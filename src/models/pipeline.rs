use serde::Deserialize;
use serde_json::Value;

/// Stage reported for plants that have no pipeline entry.
pub const NOT_IN_PIPELINE: &str = "Not in Pipeline";

/// Stage reported when an entry has a status but the status has no title.
const UNKNOWN_STAGE: &str = "Unknown";

// Response from the list entries query endpoint
#[derive(Debug, Clone, Default, Deserialize)]
pub struct PipelineResponse {
    #[serde(default)]
    pub data: Vec<PipelineEntry>,
}

// Fields stay loosely typed so one malformed entry can't fail the whole list
#[derive(Debug, Clone, Default, Deserialize)]
pub struct PipelineEntry {
    #[serde(default)]
    pub parent_record_id: Value,
    #[serde(default)]
    pub entry_values: Value,
}

impl PipelineEntry {
    /// Parent plant id, if the entry has a non-empty string one.
    pub fn parent_id(&self) -> Option<&str> {
        self.parent_record_id.as_str().filter(|id| !id.is_empty())
    }

    /// Title of the first `stage` status, if the entry has one.
    pub fn stage(&self) -> Option<String> {
        let status = self
            .entry_values
            .get("stage")?
            .as_array()?
            .first()?
            .get("status")?
            .as_object()
            .filter(|status| !status.is_empty())?;

        let title = match status.get("title") {
            Some(Value::String(title)) => title.clone(),
            Some(Value::Null) | None => UNKNOWN_STAGE.to_string(),
            Some(other) => other.to_string(),
        };
        Some(title)
    }
}

#[cfg(test)]
mod tests {
    use super::*;

    fn parse(json: &str) -> PipelineEntry {
        serde_json::from_str(json).expect("Failed to parse pipeline entry JSON")
    }

    #[test]
    fn test_stage_title() {
        let entry = parse(
            r#"{"parent_record_id": "plant-1", "entry_values": {"stage": [{"status": {"id": "s1", "title": "Qualifying"}}]}}"#,
        );
        assert_eq!(entry.parent_id(), Some("plant-1"));
        assert_eq!(entry.stage().as_deref(), Some("Qualifying"));
    }

    #[test]
    fn test_stage_missing_title_is_unknown() {
        let entry = parse(
            r#"{"parent_record_id": "plant-1", "entry_values": {"stage": [{"status": {"id": "s1"}}]}}"#,
        );
        assert_eq!(entry.stage().as_deref(), Some("Unknown"));
    }

    #[test]
    fn test_entry_without_stage() {
        let entry = parse(r#"{"parent_record_id": "plant-1", "entry_values": {}}"#);
        assert_eq!(entry.stage(), None);

        let entry = parse(r#"{"parent_record_id": "plant-1", "entry_values": {"stage": []}}"#);
        assert_eq!(entry.stage(), None);

        let entry = parse(r#"{"parent_record_id": "plant-1", "entry_values": {"stage": [{"status": {}}]}}"#);
        assert_eq!(entry.stage(), None);
    }

    #[test]
    fn test_entry_with_malformed_fields() {
        let entry = parse(r#"{"parent_record_id": 12345, "entry_values": null}"#);
        assert_eq!(entry.parent_id(), None);
        assert_eq!(entry.stage(), None);

        let entry = parse(r#"{"parent_record_id": {"id": "x"}, "entry_values": {"stage": "Won"}}"#);
        assert_eq!(entry.parent_id(), None);
        assert_eq!(entry.stage(), None);
    }

    #[test]
    fn test_malformed_entry_does_not_fail_response() {
        let resp: PipelineResponse = serde_json::from_str(
            r#"{"data": [
                {"parent_record_id": "plant-1", "entry_values": {"stage": [{"status": {"title": "Qualifying"}}]}},
                {"parent_record_id": 12345, "entry_values": {}}
            ]}"#,
        )
        .expect("Failed to parse pipeline response JSON");
        assert_eq!(resp.data.len(), 2);
        assert_eq!(resp.data[0].parent_id(), Some("plant-1"));
        assert_eq!(resp.data[0].stage().as_deref(), Some("Qualifying"));
        assert_eq!(resp.data[1].parent_id(), None);
    }

    #[test]
    fn test_entry_without_parent() {
        let entry = parse(r#"{"entry_values": {"stage": [{"status": {"title": "Won"}}]}}"#);
        assert_eq!(entry.parent_id(), None);

        let entry = parse(r#"{"parent_record_id": "", "entry_values": {}}"#);
        assert_eq!(entry.parent_id(), None);
    }
}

* Problem details *
Number of lines containing the word "Some" in the material above: report this figure and nothing more.

* Answer for the task *
9